Write the entries out exactly, with the final line being the one containing "use crate::stats::GameReport;".

- Opening Delimiter -

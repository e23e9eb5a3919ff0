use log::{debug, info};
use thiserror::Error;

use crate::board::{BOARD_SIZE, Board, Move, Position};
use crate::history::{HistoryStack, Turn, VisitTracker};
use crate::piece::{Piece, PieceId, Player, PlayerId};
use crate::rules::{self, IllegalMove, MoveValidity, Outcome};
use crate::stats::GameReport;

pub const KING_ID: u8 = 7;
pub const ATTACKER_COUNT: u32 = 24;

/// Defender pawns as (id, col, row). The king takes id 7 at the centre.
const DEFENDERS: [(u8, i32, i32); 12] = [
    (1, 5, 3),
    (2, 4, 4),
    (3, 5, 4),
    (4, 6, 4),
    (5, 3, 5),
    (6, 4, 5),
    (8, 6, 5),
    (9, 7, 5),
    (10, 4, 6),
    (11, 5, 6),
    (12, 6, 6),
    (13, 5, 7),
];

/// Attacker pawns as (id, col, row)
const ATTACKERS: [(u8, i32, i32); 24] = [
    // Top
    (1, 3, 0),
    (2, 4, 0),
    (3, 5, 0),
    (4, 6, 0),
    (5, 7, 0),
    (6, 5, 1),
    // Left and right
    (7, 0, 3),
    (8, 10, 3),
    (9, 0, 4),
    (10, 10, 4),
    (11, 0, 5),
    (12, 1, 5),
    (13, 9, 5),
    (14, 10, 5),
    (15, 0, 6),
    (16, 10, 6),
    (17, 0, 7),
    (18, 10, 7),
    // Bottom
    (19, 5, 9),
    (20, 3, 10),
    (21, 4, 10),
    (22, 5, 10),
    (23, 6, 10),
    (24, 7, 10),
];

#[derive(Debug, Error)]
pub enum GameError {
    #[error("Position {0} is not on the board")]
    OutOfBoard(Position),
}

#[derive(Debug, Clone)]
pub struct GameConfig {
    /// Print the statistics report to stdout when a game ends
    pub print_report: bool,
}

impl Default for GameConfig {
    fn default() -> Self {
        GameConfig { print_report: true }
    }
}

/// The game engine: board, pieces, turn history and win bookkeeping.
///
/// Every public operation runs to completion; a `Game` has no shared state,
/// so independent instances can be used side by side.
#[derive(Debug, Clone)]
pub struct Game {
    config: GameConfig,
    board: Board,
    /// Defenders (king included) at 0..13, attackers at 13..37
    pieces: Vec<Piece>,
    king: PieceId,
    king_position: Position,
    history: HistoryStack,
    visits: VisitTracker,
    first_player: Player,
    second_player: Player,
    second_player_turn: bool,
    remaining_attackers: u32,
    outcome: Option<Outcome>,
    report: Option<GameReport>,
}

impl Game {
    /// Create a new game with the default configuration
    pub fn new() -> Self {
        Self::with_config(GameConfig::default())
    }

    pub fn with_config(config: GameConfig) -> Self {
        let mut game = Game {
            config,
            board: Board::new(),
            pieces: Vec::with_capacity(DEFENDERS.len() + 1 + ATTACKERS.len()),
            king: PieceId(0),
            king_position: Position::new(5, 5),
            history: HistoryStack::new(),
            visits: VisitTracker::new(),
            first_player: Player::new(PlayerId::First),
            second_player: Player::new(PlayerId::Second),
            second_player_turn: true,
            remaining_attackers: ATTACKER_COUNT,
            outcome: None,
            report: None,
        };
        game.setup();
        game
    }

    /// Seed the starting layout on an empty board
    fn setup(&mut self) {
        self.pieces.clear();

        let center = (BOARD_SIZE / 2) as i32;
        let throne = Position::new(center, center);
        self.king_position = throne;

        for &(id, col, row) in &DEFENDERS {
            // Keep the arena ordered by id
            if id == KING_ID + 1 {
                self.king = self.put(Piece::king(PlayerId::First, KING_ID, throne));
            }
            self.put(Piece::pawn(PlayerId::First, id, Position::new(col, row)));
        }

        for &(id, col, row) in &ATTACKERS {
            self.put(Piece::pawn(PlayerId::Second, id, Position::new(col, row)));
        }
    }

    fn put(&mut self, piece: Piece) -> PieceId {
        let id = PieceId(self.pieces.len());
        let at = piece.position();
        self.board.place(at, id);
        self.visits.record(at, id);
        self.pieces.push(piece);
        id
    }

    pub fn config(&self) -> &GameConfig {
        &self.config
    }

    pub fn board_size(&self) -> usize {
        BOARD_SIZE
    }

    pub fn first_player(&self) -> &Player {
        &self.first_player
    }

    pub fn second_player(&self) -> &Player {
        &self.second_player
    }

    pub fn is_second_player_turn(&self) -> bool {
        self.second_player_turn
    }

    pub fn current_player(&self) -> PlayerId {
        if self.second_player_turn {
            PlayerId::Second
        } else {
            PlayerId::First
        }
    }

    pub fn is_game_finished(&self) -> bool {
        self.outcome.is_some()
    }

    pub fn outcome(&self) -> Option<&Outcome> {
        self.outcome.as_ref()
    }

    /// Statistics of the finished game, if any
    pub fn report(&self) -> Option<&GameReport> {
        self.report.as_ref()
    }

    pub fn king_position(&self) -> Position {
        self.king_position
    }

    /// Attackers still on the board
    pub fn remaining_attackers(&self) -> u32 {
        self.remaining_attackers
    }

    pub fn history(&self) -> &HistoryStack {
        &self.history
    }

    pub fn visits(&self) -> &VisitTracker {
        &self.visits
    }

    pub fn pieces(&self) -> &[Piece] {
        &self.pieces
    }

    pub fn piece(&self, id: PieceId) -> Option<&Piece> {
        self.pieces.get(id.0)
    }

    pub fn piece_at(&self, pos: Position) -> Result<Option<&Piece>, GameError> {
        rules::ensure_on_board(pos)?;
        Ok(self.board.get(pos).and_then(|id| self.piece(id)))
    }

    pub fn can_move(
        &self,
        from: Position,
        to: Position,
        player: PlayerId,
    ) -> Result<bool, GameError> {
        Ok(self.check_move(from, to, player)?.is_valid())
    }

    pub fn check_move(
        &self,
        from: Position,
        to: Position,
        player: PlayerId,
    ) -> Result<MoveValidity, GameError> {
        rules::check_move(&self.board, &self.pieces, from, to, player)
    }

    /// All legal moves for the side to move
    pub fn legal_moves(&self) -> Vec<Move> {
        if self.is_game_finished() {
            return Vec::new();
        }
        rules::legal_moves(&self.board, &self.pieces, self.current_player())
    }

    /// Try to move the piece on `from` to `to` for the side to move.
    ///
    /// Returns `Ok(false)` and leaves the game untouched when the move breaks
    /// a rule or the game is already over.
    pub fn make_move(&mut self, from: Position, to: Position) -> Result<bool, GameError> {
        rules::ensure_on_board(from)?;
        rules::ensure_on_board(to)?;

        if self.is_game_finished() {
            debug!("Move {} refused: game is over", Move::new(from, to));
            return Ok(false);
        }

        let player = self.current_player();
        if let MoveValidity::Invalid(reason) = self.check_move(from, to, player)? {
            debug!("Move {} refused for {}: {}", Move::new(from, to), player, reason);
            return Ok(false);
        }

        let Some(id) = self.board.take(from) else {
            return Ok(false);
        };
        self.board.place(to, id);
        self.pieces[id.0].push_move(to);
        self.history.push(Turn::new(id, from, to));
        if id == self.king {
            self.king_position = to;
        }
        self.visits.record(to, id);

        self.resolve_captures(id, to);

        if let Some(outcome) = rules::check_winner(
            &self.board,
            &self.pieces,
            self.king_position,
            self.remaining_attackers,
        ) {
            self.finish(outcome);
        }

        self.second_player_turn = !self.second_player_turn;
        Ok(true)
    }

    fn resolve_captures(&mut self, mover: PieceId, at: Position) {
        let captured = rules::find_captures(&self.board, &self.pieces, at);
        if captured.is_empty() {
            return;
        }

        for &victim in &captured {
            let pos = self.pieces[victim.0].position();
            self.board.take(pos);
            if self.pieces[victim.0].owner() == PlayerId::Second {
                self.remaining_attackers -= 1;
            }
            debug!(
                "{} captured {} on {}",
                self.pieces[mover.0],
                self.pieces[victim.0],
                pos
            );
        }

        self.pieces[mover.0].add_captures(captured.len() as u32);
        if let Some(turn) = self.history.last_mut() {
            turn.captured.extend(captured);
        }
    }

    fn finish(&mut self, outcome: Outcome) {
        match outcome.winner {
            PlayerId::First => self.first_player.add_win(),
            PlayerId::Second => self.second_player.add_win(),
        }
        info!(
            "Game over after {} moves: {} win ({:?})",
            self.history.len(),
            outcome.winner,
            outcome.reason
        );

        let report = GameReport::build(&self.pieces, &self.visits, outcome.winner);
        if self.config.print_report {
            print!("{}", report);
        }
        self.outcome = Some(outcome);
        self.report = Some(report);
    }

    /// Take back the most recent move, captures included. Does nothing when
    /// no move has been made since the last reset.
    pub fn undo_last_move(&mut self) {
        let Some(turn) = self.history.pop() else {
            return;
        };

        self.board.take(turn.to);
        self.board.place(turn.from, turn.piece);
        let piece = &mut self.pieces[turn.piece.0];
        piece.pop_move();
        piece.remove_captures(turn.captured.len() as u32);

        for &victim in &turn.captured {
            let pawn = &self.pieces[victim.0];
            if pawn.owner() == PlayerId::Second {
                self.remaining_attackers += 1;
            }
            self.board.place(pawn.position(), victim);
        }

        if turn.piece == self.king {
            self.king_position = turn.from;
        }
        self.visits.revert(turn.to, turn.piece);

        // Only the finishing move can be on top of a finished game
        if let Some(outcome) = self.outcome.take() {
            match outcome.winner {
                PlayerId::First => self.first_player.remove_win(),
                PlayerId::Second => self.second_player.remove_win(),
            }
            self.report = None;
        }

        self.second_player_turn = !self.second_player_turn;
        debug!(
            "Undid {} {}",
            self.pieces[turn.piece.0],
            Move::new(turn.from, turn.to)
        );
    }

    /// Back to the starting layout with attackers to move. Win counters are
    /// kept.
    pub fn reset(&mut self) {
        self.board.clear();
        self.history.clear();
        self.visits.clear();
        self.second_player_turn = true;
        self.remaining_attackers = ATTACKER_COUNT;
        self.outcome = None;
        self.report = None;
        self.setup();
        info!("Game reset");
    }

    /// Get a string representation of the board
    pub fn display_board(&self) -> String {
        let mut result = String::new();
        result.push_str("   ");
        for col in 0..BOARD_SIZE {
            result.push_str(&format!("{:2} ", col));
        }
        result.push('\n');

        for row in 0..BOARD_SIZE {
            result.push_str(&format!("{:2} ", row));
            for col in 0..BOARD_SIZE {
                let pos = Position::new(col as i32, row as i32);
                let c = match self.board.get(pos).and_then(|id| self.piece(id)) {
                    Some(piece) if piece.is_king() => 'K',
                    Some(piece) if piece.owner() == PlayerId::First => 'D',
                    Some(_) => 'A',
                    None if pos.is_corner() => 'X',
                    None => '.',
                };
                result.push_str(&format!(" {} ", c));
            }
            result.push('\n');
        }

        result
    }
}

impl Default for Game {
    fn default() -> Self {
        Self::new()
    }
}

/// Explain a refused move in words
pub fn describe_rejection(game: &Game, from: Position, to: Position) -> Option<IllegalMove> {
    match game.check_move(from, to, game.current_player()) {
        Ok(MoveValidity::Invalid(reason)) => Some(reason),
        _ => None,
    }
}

- Closing Delimiter -

COMPLETED TASK:
repository e23e9eb5a3919ff0
use log::{debug, info};
use thiserror::Error;

use crate::board::{BOARD_SIZE, Board, Move, Position};
use crate::history::{HistoryStack, Turn, VisitTracker};
use crate::piece::{Piece, PieceId, Player, PlayerId};
use crate::rules::{self, IllegalMove, MoveValidity, Outcome};
use crate::stats::GameReport;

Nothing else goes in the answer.